The latest IMAX extravaganza, Roving Mars tells a NASA success story (whew!), writ large on giant screens, with sound effects you can—at least during the launch sequence—literally feel. Working with producer Frank Marshall and geologist Steve Squyres (on whose book the film is partly based), director George Butler does a good job of conveying the odds against NASA's mission to land two intelligence-collecting rovers on the surface of Mars, or as Squyres calls it, "a spacecraft graveyard."

Anyone following science news already knows that both Spirit and Opportunity survived to send back images from the red planet, but Roving Mars isn't particularly designed for anyone who follows science news. Rather, this popular science lesson keeps it pretty simple for kids and their perhaps equally uninformed parents; Squyres never met an analogy he didn't like.

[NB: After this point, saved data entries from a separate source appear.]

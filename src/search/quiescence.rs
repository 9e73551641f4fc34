//! Quiescence search: captures only (full evasions when in check) with
//! the corrected static eval as a stand-pat bound and SEE pruning of
//! losing captures.

use crate::board::{Board, Move};
use crate::eval::{Eval, MATE_SCORE};
use crate::tt::TtFlag;

use super::selector::MoveSelector;
use super::{Searcher, MAX_PLY};

impl Searcher {
    pub(crate) fn quiescence(
        &mut self,
        board: &mut Board,
        mut alpha: Eval,
        beta: Eval,
        ply: usize,
        is_pv: bool,
    ) -> Eval {
        if self.should_stop() {
            return 0;
        }

        self.nodes += 1;
        self.stats.qsearch_nodes += 1;
        if is_pv {
            self.pv.update_length(ply);
            self.seldepth = self.seldepth.max(ply);
            self.stats.pv_nodes += 1;
        } else {
            self.stats.non_pv_nodes += 1;
        }

        if self.is_draw(board, ply) {
            return 0;
        }

        let mut best_score: Eval = -MATE_SCORE;

        let entry = self.tt.probe(board.hash(), ply);
        let tt_move = match &entry {
            Some(hit) => self.resolve_tt_move(board, hit.packed_move),
            None => Move::NULL,
        };

        // Any stored depth suffices at the horizon.
        if let Some(hit) = &entry {
            if !is_pv {
                match hit.flag {
                    TtFlag::Exact => {
                        self.stats.exact_tt_cutoffs += 1;
                        return hit.score;
                    }
                    TtFlag::LowerBound if hit.score >= beta => {
                        self.stats.lower_tt_cutoffs += 1;
                        return hit.score;
                    }
                    TtFlag::UpperBound if hit.score < alpha => {
                        self.stats.upper_tt_cutoffs += 1;
                        return hit.score;
                    }
                    _ => {}
                }
            }
        }

        self.heuristics.killers.clear_ply(ply + 1);

        let raw_eval = match &entry {
            Some(hit) => hit.static_eval,
            None => {
                self.stats.evaluations += 1;
                self.evaluator.evaluate(board, ply)
            }
        };
        let static_eval = self.adjust_eval(board, raw_eval);

        let in_check = board.is_checked();

        if !in_check {
            // Stand pat: the side to move may decline every capture.
            if static_eval >= beta {
                return static_eval;
            }
            alpha = alpha.max(static_eval);
            best_score = static_eval;
        }

        if ply >= MAX_PLY - 1 {
            return static_eval;
        }

        let moves: Vec<Move> = if in_check {
            board.get_legal_moves_from_check().to_vec()
        } else {
            board.get_legal_capture_moves().to_vec()
        };
        if moves.is_empty() {
            // Mated or no capture worth playing; the static eval already
            // encodes mate when in check with no evasions.
            return static_eval;
        }

        let prev_move = if ply > 0 { self.stacks.moves[ply - 1] } else { Move::NULL };
        self.stacks.hashes[ply] = board.hash();
        self.stacks.static_evals[ply] = static_eval;
        self.stacks.moves[ply] = Move::NULL;

        let mut selector = MoveSelector::new(
            &moves,
            board,
            &self.heuristics,
            &self.stacks.moves,
            ply,
            tt_move,
            prev_move,
        );

        let mut flag = TtFlag::UpperBound;
        let mut best_move = Move::NULL;

        while let Some(mv) = selector.next(board) {
            // Losing captures cannot rescue a standing pat.
            if !in_check && !mv.is_promotion() && !board.see_ge(mv, 0) {
                self.stats.see_pruned += 1;
                continue;
            }

            let mut child = board.clone();
            child.perform_move(mv);
            self.tt.prefetch(child.hash());
            self.evaluator.push_move(board, mv);
            self.stacks.moves[ply] = mv;

            let score = -self.quiescence(&mut child, -beta, -alpha, ply + 1, is_pv);

            self.evaluator.pop_move();

            if score > best_score {
                best_score = score;
                best_move = mv;
            }

            if best_score >= alpha {
                if is_pv {
                    self.pv.update(mv, ply);
                    flag = TtFlag::Exact;
                }
                alpha = best_score;
            }

            if alpha >= beta {
                flag = TtFlag::LowerBound;
                if mv.is_quiet() {
                    self.heuristics.killers.add(mv, ply);
                }
                break;
            }
        }

        if self.stopped {
            return 0;
        }

        self.tt.store(
            board.hash(),
            best_score,
            best_move.packed(),
            is_pv,
            0,
            ply,
            raw_eval,
            flag,
            self.num_pieces_root,
            board.num_pieces(),
        );

        best_score
    }
}
//! Engine options exposed through `setoption`.

/// Current option values. Out-of-range numeric values are clamped with a
/// warning; unknown options are ignored by the caller.
#[derive(Clone, Debug)]
pub struct EngineOptions {
    pub hash_mb: usize,
    pub move_overhead: i64,
    pub normalize_score: bool,
    pub show_wdl: bool,
}

pub const HASH_MIN: usize = 1;
pub const HASH_MAX: usize = 65536;
pub const HASH_DEFAULT: usize = 32;
pub const MOVE_OVERHEAD_MIN: i64 = 0;
pub const MOVE_OVERHEAD_MAX: i64 = 5000;
pub const MOVE_OVERHEAD_DEFAULT: i64 = 10;

impl Default for EngineOptions {
    fn default() -> Self {
        EngineOptions {
            hash_mb: HASH_DEFAULT,
            move_overhead: MOVE_OVERHEAD_DEFAULT,
            normalize_score: true,
            show_wdl: false,
        }
    }
}

/// The option table printed in response to `uci`.
#[must_use]
pub fn describe_options() -> Vec<String> {
    vec![
        format!("option name Hash type spin default {HASH_DEFAULT} min {HASH_MIN} max {HASH_MAX}"),
        "option name ClearHash type button".to_string(),
        "option name SyzygyPath type string default <empty>".to_string(),
        "option name NNUEPath type string default <empty>".to_string(),
        format!(
            "option name MoveOverhead type spin default {MOVE_OVERHEAD_DEFAULT} min {MOVE_OVERHEAD_MIN} max {MOVE_OVERHEAD_MAX}"
        ),
        "option name NormalizeScore type check default true".to_string(),
        "option name UCI_ShowWDL type check default false".to_string(),
    ]
}

/// Parse a spin value, clamping into range with a warning.
#[must_use]
pub fn parse_spin(name: &str, value: &str, min: i64, max: i64, current: i64) -> i64 {
    match value.parse::<i64>() {
        Ok(parsed) => {
            let clamped = parsed.clamp(min, max);
            if clamped != parsed {
                log::warn!("option {name} value {parsed} out of range, clamped to {clamped}");
            }
            clamped
        }
        Err(_) => {
            log::warn!("option {name} expects a number, got {value:?}");
            current
        }
    }
}

/// Parse a check value; anything but `true`/`false` keeps the current
/// setting.
#[must_use]
pub fn parse_check(name: &str, value: &str, current: bool) -> bool {
    match value.to_ascii_lowercase().as_str() {
        "true" => true,
        "false" => false,
        other => {
            log::warn!("option {name} expects true or false, got {other:?}");
            current
        }
    }
}

#[cfg(test)]
mod tests {
    use super::*;

    #[test]
    fn spin_values_clamp() {
        assert_eq!(parse_spin("Hash", "64", 1, 1024, 32), 64);
        assert_eq!(parse_spin("Hash", "99999", 1, 1024, 32), 1024);
        assert_eq!(parse_spin("Hash", "0", 1, 1024, 32), 1);
        assert_eq!(parse_spin("Hash", "junk", 1, 1024, 32), 32);
    }

    #[test]
    fn check_values_parse() {
        assert!(parse_check("UCI_ShowWDL", "true", false));
        assert!(!parse_check("UCI_ShowWDL", "False", true));
        assert!(parse_check("UCI_ShowWDL", "junk", true));
    }

    #[test]
    fn option_table_names_the_spec_options() {
        let options = describe_options().join("\n");
        for name in [
            "Hash",
            "ClearHash",
            "SyzygyPath",
            "NNUEPath",
            "MoveOverhead",
            "NormalizeScore",
            "UCI_ShowWDL",
        ] {
            assert!(options.contains(name), "missing option {name}");
        }
    }
}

Unlike most IMAX films, Roving Mars can't provide much actual footage of the excitement it documents, but fine special effects mean you'll have to constantly remind yourself that most of you're seeing is faked footage in the form of digital animation or earth-bound recreation. But the IMAX formula provides the usual gussying: celebrity narrator (Paul Newman, who delivers the introduction), celebrity composer (Philip Glass), and large-scale images.

In full disclosure, the film begins with the message "presented as a public service by Lockheed Martin...in collaboration with NASA." Translation: space propaganda brought to you by a complex funding scheme. But that's okay with me. If Roving Mars stokes a bit more interest in science and a bit more support for NASA, it'll have done it's job.